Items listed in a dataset
-- -- --

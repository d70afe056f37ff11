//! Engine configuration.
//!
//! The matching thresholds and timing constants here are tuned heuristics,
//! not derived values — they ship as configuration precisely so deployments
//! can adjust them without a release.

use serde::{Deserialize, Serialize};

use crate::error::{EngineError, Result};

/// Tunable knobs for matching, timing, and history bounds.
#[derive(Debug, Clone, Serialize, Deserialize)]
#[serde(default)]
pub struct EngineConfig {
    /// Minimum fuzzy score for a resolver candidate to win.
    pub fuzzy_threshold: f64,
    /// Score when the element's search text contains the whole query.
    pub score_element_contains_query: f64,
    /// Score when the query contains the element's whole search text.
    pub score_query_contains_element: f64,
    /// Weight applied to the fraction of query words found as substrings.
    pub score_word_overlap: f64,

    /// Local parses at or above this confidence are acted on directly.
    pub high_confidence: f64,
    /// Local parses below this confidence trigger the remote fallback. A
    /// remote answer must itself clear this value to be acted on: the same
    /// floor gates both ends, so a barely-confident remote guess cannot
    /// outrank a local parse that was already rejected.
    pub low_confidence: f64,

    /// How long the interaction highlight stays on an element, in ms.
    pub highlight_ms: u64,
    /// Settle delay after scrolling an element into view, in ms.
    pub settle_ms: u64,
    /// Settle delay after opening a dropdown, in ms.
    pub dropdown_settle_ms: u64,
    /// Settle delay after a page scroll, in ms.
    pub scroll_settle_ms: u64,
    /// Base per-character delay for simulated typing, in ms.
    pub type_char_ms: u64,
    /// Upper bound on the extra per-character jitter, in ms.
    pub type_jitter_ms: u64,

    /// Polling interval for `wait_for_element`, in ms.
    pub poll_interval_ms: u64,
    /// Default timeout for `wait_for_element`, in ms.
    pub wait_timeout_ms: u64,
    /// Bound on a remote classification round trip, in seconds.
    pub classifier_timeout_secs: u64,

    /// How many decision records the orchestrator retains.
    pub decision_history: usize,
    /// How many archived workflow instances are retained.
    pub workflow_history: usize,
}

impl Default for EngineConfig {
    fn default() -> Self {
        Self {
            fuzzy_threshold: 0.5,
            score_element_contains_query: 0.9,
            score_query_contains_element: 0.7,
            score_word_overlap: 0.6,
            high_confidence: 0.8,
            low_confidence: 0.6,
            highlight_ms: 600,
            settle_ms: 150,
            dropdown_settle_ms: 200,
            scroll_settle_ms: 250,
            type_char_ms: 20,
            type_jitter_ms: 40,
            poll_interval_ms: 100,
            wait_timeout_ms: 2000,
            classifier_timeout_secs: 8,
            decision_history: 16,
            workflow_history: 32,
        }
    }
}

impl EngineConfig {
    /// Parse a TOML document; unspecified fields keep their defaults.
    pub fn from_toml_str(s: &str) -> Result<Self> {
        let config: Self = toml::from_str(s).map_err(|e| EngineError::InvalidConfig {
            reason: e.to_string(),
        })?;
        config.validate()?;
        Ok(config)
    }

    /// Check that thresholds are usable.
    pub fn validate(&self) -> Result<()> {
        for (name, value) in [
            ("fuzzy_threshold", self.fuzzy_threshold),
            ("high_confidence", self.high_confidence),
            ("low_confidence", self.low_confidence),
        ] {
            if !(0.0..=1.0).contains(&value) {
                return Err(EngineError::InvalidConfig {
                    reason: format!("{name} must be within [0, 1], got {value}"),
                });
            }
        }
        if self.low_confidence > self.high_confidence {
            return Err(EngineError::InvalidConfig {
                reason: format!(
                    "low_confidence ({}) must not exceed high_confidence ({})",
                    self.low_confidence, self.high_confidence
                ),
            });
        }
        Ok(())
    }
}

-- -- --

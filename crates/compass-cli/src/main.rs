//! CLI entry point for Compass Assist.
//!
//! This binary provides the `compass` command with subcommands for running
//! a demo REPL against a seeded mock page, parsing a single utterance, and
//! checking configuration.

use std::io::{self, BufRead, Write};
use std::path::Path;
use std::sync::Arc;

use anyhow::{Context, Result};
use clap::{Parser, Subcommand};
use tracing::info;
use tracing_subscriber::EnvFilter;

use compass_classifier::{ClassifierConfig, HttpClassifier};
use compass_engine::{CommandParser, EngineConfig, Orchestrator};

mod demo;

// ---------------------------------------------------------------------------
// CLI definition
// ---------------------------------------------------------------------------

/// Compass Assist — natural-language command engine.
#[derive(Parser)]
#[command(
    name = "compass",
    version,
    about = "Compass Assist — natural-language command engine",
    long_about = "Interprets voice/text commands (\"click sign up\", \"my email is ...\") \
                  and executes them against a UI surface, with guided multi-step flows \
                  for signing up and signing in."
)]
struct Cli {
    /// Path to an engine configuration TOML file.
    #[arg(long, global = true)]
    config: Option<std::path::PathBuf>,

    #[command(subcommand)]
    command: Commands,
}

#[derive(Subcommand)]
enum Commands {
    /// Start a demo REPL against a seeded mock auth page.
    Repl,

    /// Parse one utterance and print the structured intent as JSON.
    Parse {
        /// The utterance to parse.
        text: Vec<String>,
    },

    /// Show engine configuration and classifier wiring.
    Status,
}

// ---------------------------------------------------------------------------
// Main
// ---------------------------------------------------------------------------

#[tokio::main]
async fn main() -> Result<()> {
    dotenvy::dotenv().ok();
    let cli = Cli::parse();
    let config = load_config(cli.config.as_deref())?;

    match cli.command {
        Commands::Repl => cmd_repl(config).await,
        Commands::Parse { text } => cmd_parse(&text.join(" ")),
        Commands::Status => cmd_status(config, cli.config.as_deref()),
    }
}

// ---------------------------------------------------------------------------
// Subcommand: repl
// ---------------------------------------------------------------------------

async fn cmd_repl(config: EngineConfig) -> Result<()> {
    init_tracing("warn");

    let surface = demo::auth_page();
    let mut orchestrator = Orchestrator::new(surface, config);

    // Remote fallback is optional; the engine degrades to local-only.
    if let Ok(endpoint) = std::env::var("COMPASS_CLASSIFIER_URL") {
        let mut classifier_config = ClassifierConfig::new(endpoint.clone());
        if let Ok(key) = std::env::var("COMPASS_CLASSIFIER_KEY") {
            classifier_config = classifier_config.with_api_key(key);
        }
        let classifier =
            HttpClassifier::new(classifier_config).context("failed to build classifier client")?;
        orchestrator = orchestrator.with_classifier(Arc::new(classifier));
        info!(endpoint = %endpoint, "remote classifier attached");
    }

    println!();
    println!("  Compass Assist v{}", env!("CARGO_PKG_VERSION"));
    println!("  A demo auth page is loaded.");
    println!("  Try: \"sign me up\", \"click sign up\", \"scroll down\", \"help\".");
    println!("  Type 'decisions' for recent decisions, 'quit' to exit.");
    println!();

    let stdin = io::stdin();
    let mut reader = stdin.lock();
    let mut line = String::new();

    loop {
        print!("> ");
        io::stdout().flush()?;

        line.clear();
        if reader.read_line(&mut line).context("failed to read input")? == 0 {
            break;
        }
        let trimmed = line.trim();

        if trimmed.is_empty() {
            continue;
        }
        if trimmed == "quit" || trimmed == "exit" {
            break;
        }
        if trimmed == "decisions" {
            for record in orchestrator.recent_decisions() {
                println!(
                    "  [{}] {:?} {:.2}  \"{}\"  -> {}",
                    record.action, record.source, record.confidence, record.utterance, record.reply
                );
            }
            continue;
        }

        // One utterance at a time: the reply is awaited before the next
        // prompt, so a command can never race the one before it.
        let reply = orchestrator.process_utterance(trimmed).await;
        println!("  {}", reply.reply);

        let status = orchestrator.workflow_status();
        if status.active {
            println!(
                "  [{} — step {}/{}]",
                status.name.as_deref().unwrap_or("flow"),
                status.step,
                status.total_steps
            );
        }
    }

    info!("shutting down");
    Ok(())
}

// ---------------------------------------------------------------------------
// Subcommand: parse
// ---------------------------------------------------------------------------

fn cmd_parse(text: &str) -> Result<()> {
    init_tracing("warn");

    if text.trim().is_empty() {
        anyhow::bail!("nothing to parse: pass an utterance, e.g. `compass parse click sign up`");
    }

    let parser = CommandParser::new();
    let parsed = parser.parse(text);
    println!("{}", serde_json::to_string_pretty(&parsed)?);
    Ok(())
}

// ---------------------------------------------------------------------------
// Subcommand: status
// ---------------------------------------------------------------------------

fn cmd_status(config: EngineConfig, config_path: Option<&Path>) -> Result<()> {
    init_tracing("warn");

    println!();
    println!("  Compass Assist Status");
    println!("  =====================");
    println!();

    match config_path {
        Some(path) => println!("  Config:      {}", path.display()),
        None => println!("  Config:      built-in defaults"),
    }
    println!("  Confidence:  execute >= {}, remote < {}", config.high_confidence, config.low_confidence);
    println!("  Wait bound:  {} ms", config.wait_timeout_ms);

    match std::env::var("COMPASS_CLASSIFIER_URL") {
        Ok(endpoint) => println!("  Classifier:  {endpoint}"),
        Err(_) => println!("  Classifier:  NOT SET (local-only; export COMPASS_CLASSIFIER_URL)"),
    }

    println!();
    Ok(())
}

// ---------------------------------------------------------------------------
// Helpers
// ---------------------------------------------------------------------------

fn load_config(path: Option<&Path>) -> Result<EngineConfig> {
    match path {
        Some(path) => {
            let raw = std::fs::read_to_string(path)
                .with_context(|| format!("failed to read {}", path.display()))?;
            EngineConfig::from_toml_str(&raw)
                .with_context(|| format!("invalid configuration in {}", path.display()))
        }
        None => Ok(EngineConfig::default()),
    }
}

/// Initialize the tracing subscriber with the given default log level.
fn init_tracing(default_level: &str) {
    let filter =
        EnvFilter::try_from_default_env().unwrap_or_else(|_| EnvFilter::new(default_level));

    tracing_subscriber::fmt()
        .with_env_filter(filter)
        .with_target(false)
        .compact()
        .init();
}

-- -- --

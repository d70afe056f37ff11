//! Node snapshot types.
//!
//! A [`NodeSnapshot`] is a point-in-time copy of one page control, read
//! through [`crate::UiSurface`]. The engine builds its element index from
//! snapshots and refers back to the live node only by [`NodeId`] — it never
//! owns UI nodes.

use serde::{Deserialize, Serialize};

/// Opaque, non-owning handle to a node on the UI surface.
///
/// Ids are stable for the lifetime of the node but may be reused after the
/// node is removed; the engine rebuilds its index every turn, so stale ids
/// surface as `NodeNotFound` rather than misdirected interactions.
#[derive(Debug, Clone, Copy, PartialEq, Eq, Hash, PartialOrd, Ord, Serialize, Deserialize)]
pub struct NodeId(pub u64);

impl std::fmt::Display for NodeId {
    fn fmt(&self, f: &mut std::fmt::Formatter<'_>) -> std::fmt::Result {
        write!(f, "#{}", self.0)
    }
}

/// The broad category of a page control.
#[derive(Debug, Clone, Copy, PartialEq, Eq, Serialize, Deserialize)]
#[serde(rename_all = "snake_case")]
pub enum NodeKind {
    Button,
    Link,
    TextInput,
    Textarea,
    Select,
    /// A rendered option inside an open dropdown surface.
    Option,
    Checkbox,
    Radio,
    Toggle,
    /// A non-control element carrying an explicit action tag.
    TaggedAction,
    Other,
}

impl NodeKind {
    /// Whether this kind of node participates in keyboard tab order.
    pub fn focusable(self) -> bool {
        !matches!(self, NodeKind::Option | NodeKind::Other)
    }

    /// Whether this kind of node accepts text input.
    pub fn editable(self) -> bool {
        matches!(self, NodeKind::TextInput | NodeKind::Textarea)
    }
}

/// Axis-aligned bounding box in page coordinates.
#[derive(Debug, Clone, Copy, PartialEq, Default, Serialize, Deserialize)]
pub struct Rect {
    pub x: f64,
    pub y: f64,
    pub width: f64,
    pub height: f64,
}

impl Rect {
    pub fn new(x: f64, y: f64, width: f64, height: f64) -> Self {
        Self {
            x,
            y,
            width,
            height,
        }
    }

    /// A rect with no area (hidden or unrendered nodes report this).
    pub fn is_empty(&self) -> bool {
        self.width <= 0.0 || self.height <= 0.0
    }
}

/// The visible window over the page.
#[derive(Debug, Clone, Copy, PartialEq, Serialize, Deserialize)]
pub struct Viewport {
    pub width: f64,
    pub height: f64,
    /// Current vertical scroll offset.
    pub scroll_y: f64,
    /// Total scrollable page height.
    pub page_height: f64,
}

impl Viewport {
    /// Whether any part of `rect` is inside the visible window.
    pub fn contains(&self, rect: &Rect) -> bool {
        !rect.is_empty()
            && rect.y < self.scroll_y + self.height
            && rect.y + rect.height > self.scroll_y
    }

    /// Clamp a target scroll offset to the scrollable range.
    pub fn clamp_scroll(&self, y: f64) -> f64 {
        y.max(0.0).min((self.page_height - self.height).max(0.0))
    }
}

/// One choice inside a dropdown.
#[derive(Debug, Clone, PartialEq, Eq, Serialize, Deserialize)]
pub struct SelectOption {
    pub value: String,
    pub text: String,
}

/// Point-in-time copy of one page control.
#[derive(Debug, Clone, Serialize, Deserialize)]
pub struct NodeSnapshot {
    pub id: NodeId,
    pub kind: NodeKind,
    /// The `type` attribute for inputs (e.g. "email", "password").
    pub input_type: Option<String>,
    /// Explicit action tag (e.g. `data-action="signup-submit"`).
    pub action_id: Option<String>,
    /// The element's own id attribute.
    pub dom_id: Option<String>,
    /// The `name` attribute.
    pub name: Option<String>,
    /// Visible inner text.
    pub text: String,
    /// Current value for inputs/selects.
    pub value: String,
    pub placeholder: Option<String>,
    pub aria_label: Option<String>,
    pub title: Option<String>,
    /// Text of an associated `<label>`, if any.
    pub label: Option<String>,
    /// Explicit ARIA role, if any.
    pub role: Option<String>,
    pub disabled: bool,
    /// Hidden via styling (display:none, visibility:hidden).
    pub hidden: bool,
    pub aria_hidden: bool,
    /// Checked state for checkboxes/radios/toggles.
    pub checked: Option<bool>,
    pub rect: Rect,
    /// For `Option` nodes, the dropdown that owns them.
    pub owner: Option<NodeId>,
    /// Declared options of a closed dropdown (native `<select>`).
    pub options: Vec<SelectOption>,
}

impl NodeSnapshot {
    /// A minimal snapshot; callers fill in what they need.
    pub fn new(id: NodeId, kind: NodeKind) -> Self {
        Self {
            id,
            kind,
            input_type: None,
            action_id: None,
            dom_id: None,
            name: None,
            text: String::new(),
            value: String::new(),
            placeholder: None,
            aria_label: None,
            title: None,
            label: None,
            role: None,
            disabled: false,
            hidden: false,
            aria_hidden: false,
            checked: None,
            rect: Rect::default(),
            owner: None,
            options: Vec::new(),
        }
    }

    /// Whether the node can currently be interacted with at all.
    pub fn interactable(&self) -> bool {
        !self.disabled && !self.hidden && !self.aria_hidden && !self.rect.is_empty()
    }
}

-- -- --

TO DO >>
Copy out, word for word, the part of the entries above that begins at the line with "Default timeout for" and ends at the line with "impl Default for", including both.

COMPLETED EXERCISE >>
    /// Default timeout for `wait_for_element`, in ms.
    pub wait_timeout_ms: u64,
    /// Bound on a remote classification round trip, in seconds.
    pub classifier_timeout_secs: u64,

    /// How many decision records the orchestrator retains.
    pub decision_history: usize,
    /// How many archived workflow instances are retained.
    pub workflow_history: usize,
}

impl Default for EngineConfig {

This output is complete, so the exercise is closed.